Treatment of a patient with osteoporosis frequently involves management of acute fractures as well as treatment of the underlying disease. Hip fractures almost always require surgical repair if the patient is to become ambulatory again. Depending on the location and severity of the fracture, condition of the neighboring joint, and general status of the patient, procedures may include open reduction and internal fixation with pins and plates, hemiarthroplasties, and total arthroplasties. These surgical procedures are followed by intense rehabilitation in an attempt to return patients to their prefracture functional level. Long bone fractures (e.g., wrist) often require either external or internal fixation. Other fractures (e.g., vertebral, rib, and pelvic fractures) usually are managed with supportive care, requiring no specific orthopedic treatment.

Only ~25–30% of vertebral compression fractures present with sudden-onset back pain. For acutely symptomatic fractures, treatment with analgesics is required, including nonsteroidal anti-inflammatory agents and/or acetaminophen, sometimes with the addition of a narcotic agent (codeine or oxycodone).

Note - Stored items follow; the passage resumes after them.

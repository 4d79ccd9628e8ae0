//! Contribution calculation output model.

use rust_decimal::Decimal;
use serde::{Deserialize, Serialize};

/// The breakdown produced by a contribution calculation.
///
/// All fields are derived: `total_contribution` is the sum of the capped
/// ordinary-wage and additional-wage contributions, the employee/employer
/// split is proportional to their shares of the total rate, and
/// `net_salary` is `gross_salary` minus the employee contribution.
#[derive(Debug, Clone, Copy, PartialEq, Serialize, Deserialize)]
pub struct ContributionResult {
    /// The employee's portion of the total contribution.
    pub employee_contribution: Decimal,
    /// The employer's portion of the total contribution.
    pub employer_contribution: Decimal,
    /// The combined contribution across both wage components.
    pub total_contribution: Decimal,
    /// The uncapped gross salary from the raw inputs.
    pub gross_salary: Decimal,
    /// Gross salary less the employee contribution.
    pub net_salary: Decimal,
}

A few small, randomized clinical trials suggest that calcitonin may reduce pain related to acute vertebral compression fracture. Percutaneous injection of artificial cement (polymethylmethacrylate) into the vertebral body (vertebroplasty or kyphoplasty) may offer significant immediate pain relief in patients with severe pain from acute or subacute vertebral fractures. Safety concerns include extravasation of cement with neurologic sequelae and increased risk of fracture in neighboring vertebrae due to mechanical rigidity of the treated bone. Exactly which patients are the optimal candidates for this procedure remains unknown. Short periods of bed rest may be helpful for pain management, but in general, early mobilization is recommended because it helps prevent further bone loss associated with immobilization. Occasionally, use of a soft elastic-style brace may facilitate earlier mobilization. Muscle spasms often occur with acute compression fractures and can be treated with muscle relaxants and heat treatments.

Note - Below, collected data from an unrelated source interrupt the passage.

//! The in-memory contribution-rate table.

use rust_decimal::Decimal;
use serde::Serialize;
use std::collections::HashMap;
use std::sync::{PoisonError, RwLock};

use crate::error::{EngineError, EngineResult};
use crate::models::{AgeGroup, CitizenshipStatus};

/// The contribution rates for one (citizenship, age group) bracket.
///
/// `total_rate` is always recomputed from the shares by [`RateEntry::new`];
/// the type deliberately has no `Deserialize` impl so the sum can never
/// drift from its components.
#[derive(Debug, Clone, Copy, PartialEq, Serialize)]
pub struct RateEntry {
    /// The fraction of wages contributed by the employee.
    pub employee_share: Decimal,
    /// The fraction of wages contributed by the employer.
    pub employer_share: Decimal,
    /// The combined rate, always `employee_share + employer_share`.
    pub total_rate: Decimal,
}

impl RateEntry {
    /// Builds an entry, deriving `total_rate` as the sum of the shares.
    pub fn new(employee_share: Decimal, employer_share: Decimal) -> Self {
        Self {
            employee_share,
            employer_share,
            total_rate: employee_share + employer_share,
        }
    }
}

/// The process-wide contribution-rate table.
///
/// Maps every (citizenship, age group) pair to exactly one [`RateEntry`]:
/// 10 entries, fully populated at all times. Lookups and updates may run
/// concurrently from independent request handlers; a lookup observes either
/// the entry before or after an update, never a torn one. Updates take
/// effect for subsequent lookups only; a calculation already past its
/// lookup is unaffected.
#[derive(Debug)]
pub struct RateTable {
    entries: RwLock<HashMap<(CitizenshipStatus, AgeGroup), RateEntry>>,
}

impl Default for RateTable {
    fn default() -> Self {
        Self::with_defaults()
    }
}

impl RateTable {
    /// Builds a table seeded with the statutory default rates: graduated
    /// declining citizen rates from 37% total below 55 down to 12.5% above
    /// 70, and zero for every foreigner bracket.
    pub fn with_defaults() -> Self {
        Self {
            entries: RwLock::new(default_entries()),
        }
    }

    /// Looks up the rate entry for a bracket.
    ///
    /// Every pair of valid enum values is present in a table built through
    /// the provided constructors, so the error arm is a defensive guard
    /// rather than a business case.
    pub fn get(
        &self,
        citizenship: CitizenshipStatus,
        age_group: AgeGroup,
    ) -> EngineResult<RateEntry> {
        let entries = self.entries.read().unwrap_or_else(PoisonError::into_inner);
        entries
            .get(&(citizenship, age_group))
            .copied()
            .ok_or(EngineError::RateNotFound {
                citizenship,
                age_group,
            })
    }

    /// Replaces the rate entry for a bracket.
    ///
    /// `total_rate` is recomputed as the sum of the shares. The caller is
    /// responsible for supplying shares already validated to lie in [0, 1].
    pub fn update(
        &self,
        citizenship: CitizenshipStatus,
        age_group: AgeGroup,
        employee_share: Decimal,
        employer_share: Decimal,
    ) {
        let mut entries = self.entries.write().unwrap_or_else(PoisonError::into_inner);
        entries.insert(
            (citizenship, age_group),
            RateEntry::new(employee_share, employer_share),
        );
    }
}

fn default_entries() -> HashMap<(CitizenshipStatus, AgeGroup), RateEntry> {
    let mut entries = HashMap::new();

    entries.insert(
        (CitizenshipStatus::Citizen, AgeGroup::Below55),
        RateEntry::new(Decimal::new(20, 2), Decimal::new(17, 2)),
    );
    entries.insert(
        (CitizenshipStatus::Citizen, AgeGroup::From55To60),
        RateEntry::new(Decimal::new(17, 2), Decimal::new(155, 3)),
    );
    entries.insert(
        (CitizenshipStatus::Citizen, AgeGroup::From60To65),
        RateEntry::new(Decimal::new(115, 3), Decimal::new(12, 2)),
    );
    entries.insert(
        (CitizenshipStatus::Citizen, AgeGroup::From65To70),
        RateEntry::new(Decimal::new(75, 3), Decimal::new(9, 2)),
    );
    entries.insert(
        (CitizenshipStatus::Citizen, AgeGroup::Above70),
        RateEntry::new(Decimal::new(5, 2), Decimal::new(75, 3)),
    );

    for age_group in AgeGroup::ALL {
        entries.insert(
            (CitizenshipStatus::Foreigner, age_group),
            RateEntry::new(Decimal::ZERO, Decimal::ZERO),
        );
    }

    entries
}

Severe pain usually resolves within 6–10 weeks. More chronic severe pain might suggest the possibility of multiple myeloma or underlying metastatic disease. Chronic pain following vertebral fracture is probably not bony in origin; instead, it is related to abnormal strain on muscles, ligaments, and tendons and to secondary facet-joint arthritis associated with alterations in thoracic and/or abdominal shape. Chronic pain is difficult to treat effectively and may require analgesics, sometimes including narcotic analgesics. Frequent intermittent rest in a supine or semireclining position is often required to allow the soft tissues, which are under tension, to relax. Back-strengthening exercises (paraspinal) may be beneficial. Heat treatments help relax muscles and reduce the muscular component of discomfort. Various physical modalities, such as US and transcutaneous nerve stimulation, may be beneficial in some patients. Pain also occurs in the neck region, not as a result of compression fractures (which almost never occur in the cervical spine as a result of osteoporosis) but because of chronic strain associated with trying to elevate the head in a person with a significant thoracic kyphosis.

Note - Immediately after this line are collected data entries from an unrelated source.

//! Request types for the CPF contribution engine API.
//!
//! This module defines the JSON request structures for the calculation,
//! bulk, history, and rate-update endpoints.

use chrono::NaiveDate;
use rust_decimal::Decimal;
use serde::{Deserialize, Serialize};

use crate::error::{EngineError, EngineResult};
use crate::models::{AgeGroup, CitizenshipStatus, SalaryDetails};
use crate::processing::CalculationInput;

/// Request body for the `/calculate` endpoint, and one element of a bulk
/// request.
#[derive(Debug, Clone, Serialize, Deserialize)]
pub struct CalculationRequest {
    /// The employee the calculation is for.
    pub employee_id: String,
    /// The employee's citizenship status.
    pub citizenship: CitizenshipStatus,
    /// The employee's age group.
    pub age_group: AgeGroup,
    /// The salary components for the period.
    pub salary_details: SalaryDetailsRequest,
}

/// Salary components in a calculation request.
#[derive(Debug, Clone, Serialize, Deserialize)]
pub struct SalaryDetailsRequest {
    /// The recurring monthly wage.
    pub basic_salary: Decimal,
    /// Bonus payments for the period.
    #[serde(default)]
    pub bonus: Decimal,
    /// Other non-recurring wages for the period.
    #[serde(default)]
    pub additional_wages: Decimal,
}

/// Request body for the `/calculate-bulk` endpoint.
#[derive(Debug, Clone, Serialize, Deserialize)]
pub struct BulkCalculationRequest {
    /// The employees to process, at most 1000 per batch.
    pub employees: Vec<CalculationRequest>,
}

/// Request body for the `/rates` endpoint.
#[derive(Debug, Clone, Serialize, Deserialize)]
pub struct RateUpdateRequest {
    /// The citizenship half of the bracket to update.
    pub citizenship: CitizenshipStatus,
    /// The age-group half of the bracket to update.
    pub age_group: AgeGroup,
    /// The employee's new share, in [0, 1].
    pub employee_share: Decimal,
    /// The employer's new share, in [0, 1].
    pub employer_share: Decimal,
}

impl RateUpdateRequest {
    /// Checks both shares lie in [0, 1].
    ///
    /// The rate table itself accepts whatever it is given; range
    /// enforcement belongs to this boundary.
    pub fn validate(&self) -> EngineResult<()> {
        for (field, value) in [
            ("employee_share", self.employee_share),
            ("employer_share", self.employer_share),
        ] {
            if value < Decimal::ZERO || value > Decimal::ONE {
                return Err(EngineError::InvalidShare {
                    field: field.to_string(),
                    value,
                });
            }
        }
        Ok(())
    }
}

/// Query parameters for the `/history/:employee_id` endpoint.
#[derive(Debug, Clone, Default, Deserialize)]
pub struct HistoryQuery {
    /// Inclusive lower bound on the calculation date.
    #[serde(default)]
    pub start_date: Option<NaiveDate>,
    /// Inclusive upper bound on the calculation date.
    #[serde(default)]
    pub end_date: Option<NaiveDate>,
}

impl HistoryQuery {
    /// Rejects ranges whose start date falls after their end date.
    pub fn validate(&self) -> EngineResult<()> {
        if let (Some(start), Some(end)) = (self.start_date, self.end_date) {
            if start > end {
                return Err(EngineError::InvalidDateRange { start, end });
            }
        }
        Ok(())
    }
}

impl From<SalaryDetailsRequest> for SalaryDetails {
    fn from(req: SalaryDetailsRequest) -> Self {
        SalaryDetails {
            basic_salary: req.basic_salary,
            bonus: req.bonus,
            additional_wages: req.additional_wages,
        }
    }
}

impl From<CalculationRequest> for CalculationInput {
    fn from(req: CalculationRequest) -> Self {
        CalculationInput {
            employee_id: req.employee_id,
            citizenship: req.citizenship,
            age_group: req.age_group,
            salary_details: req.salary_details.into(),
        }
    }
}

Multiple vertebral fractures often are associated with psychological symptoms; this is not always appreciated. The changes in body configuration and back pain can lead to marked loss of self-image and a secondary depression. Altered balance, precipitated by the kyphosis and the anterior movement of the body’s center of gravity, leads to a fear of falling, a consequent tendency to remain indoors, and the onset of social isolation. These symptoms sometimes can be alleviated by family support and/or psychotherapy. Medication may be necessary when depressive features are present. Multiple thoracic vertebral fractures may be associated with restrictive lung disease symptoms and increased pulmonary infections. Multiple lumbar vertebral fractures are often associated with abdominal pain, constipation, protuberance, and early satiety. Multiple vertebral fractures are associated with greater age-specific mortality.

Multiple studies show that the majority of patients presenting in adulthood with fractures are not evaluated or treated for osteoporosis. Estimates suggest only about 20% of fracture patients receive follow-up care. Patients who sustain acute fractures are at dramatically elevated risk for more fractures, particularly within the first several years, and pharmacologic intervention can reduce that risk substantially. Recently, several studies have demonstrated the effectiveness of a relatively simple and inexpensive program that reduces the risk of subsequent fractures. In the Kaiser system, it is estimated that a 20% decline in hip fracture occurrence was seen with the introduction of what is called a fracture liaison service. This typically involves a health care professional (usually a nurse) whose job is to coordinate follow-up care and education of fracture patients. If the Kaiser experience can be repeated, there would be significant savings of health care dollars, as well as a dramatic drop in hip fracture incidence and a marked improvement in morbidity and mortality among the aging population.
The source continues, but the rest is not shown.